• Task:
Each line of the data that includes the string "await" is to be copied out.

Items from a dataset:
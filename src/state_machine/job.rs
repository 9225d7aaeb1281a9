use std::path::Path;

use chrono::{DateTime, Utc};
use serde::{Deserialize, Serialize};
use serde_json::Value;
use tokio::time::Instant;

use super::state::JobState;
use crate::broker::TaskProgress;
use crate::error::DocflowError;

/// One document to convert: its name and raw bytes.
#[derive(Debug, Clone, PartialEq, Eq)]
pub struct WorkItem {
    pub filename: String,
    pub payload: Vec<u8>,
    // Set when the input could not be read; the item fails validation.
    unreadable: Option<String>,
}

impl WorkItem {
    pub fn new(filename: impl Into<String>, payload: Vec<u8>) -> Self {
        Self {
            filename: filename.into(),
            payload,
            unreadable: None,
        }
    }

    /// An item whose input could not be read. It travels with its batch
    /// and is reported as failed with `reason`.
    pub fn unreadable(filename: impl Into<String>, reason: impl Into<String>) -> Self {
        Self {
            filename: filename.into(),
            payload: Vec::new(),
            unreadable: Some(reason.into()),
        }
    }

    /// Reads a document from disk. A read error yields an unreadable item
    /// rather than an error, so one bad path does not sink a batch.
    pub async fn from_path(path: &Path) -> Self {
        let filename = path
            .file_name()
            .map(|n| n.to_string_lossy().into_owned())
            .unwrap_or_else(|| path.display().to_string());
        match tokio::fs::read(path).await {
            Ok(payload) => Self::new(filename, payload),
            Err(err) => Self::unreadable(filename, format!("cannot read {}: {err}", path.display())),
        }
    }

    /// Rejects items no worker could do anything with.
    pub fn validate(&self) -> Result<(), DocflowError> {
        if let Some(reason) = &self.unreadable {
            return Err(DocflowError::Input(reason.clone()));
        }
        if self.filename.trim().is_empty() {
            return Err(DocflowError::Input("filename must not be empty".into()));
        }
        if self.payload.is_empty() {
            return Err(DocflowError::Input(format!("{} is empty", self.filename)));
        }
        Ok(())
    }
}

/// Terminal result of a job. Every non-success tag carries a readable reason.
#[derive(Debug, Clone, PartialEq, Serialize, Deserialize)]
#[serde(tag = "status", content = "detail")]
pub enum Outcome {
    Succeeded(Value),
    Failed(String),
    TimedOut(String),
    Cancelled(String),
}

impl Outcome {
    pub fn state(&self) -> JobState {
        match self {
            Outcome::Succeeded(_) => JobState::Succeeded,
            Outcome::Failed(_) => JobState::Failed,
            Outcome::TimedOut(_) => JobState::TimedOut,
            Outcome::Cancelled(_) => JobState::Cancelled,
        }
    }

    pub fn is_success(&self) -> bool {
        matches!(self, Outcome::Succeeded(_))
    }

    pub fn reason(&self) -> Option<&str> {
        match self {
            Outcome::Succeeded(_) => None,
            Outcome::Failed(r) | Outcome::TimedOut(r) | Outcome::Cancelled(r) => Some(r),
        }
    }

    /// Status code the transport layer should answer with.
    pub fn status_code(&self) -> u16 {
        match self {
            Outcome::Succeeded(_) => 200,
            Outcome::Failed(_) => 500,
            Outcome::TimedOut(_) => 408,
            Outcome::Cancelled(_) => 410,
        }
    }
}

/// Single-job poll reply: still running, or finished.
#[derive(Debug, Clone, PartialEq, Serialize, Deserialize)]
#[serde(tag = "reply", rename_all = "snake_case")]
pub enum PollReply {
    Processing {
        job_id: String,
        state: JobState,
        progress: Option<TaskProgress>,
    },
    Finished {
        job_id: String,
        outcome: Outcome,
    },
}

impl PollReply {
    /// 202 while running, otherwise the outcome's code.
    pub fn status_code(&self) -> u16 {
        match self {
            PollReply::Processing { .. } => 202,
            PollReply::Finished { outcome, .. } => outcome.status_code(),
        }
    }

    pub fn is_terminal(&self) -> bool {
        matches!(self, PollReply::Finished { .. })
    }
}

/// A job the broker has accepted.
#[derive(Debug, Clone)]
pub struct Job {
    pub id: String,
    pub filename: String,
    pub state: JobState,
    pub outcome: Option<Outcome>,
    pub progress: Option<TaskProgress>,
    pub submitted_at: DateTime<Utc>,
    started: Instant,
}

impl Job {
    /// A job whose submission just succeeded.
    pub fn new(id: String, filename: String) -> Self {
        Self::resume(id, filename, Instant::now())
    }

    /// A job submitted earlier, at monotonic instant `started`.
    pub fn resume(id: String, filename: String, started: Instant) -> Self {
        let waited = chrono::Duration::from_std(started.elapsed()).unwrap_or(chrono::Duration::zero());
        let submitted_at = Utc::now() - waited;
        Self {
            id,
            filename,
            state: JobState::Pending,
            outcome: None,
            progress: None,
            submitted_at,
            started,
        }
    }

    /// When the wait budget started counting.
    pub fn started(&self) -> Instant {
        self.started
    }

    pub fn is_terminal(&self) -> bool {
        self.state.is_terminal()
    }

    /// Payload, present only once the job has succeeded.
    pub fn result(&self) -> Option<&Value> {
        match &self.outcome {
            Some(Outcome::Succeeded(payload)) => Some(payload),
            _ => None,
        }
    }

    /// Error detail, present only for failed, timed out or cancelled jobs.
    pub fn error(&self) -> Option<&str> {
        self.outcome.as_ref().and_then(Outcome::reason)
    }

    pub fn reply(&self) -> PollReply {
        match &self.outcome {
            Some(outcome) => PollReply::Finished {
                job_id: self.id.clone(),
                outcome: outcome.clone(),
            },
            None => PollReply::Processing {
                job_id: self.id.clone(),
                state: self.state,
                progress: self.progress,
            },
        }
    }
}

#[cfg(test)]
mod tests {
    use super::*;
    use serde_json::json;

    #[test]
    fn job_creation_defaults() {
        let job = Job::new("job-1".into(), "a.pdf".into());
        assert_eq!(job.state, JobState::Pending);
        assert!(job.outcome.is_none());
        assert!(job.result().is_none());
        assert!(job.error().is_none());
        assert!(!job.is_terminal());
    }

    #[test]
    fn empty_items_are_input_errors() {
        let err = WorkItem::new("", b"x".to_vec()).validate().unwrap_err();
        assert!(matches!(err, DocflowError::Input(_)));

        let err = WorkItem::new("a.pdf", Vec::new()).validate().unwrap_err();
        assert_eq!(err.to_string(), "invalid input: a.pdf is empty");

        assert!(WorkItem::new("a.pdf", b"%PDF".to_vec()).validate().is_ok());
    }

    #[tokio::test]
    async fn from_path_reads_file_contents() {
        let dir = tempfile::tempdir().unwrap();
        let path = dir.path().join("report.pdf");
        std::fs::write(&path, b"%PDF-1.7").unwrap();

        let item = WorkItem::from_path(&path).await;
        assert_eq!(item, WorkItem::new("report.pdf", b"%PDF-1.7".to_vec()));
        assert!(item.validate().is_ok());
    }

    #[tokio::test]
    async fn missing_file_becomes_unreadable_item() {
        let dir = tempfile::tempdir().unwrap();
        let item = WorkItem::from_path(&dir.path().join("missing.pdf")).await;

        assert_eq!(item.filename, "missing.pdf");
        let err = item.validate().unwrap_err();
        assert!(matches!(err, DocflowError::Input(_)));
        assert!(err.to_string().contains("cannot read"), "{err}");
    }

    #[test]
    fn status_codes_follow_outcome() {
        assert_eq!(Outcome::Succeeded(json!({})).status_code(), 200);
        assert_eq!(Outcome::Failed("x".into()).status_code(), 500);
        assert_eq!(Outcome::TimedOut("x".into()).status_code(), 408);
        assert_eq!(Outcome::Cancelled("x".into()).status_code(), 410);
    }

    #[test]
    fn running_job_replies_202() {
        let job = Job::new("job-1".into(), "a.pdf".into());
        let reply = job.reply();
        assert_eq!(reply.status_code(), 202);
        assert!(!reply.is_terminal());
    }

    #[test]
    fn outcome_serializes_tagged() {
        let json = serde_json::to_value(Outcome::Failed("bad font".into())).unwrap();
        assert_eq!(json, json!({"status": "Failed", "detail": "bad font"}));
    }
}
* * *
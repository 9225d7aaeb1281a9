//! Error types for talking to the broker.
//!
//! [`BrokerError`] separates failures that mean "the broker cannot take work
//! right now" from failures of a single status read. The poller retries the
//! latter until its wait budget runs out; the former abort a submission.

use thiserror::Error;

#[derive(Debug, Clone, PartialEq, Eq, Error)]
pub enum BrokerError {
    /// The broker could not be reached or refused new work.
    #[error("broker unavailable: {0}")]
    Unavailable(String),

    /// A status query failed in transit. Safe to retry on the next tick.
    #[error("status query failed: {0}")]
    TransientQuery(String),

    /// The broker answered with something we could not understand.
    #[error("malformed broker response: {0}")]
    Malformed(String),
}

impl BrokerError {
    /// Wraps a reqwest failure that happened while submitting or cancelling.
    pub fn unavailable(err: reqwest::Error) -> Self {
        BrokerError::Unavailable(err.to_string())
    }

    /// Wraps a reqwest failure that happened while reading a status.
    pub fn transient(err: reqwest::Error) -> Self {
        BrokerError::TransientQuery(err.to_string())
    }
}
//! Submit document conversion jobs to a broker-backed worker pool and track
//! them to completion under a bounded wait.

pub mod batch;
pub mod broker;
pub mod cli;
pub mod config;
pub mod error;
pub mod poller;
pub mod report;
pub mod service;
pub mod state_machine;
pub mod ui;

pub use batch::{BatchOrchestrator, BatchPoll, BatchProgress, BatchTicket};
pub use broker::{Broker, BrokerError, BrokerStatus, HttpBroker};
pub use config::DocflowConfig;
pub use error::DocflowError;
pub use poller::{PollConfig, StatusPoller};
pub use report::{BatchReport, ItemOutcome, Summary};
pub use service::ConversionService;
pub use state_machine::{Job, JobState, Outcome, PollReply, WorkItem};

• Written solution:
        match tokio::fs::read(path).await {
        let item = WorkItem::from_path(&path).await;
        let item = WorkItem::from_path(&dir.path().join("missing.pdf")).await;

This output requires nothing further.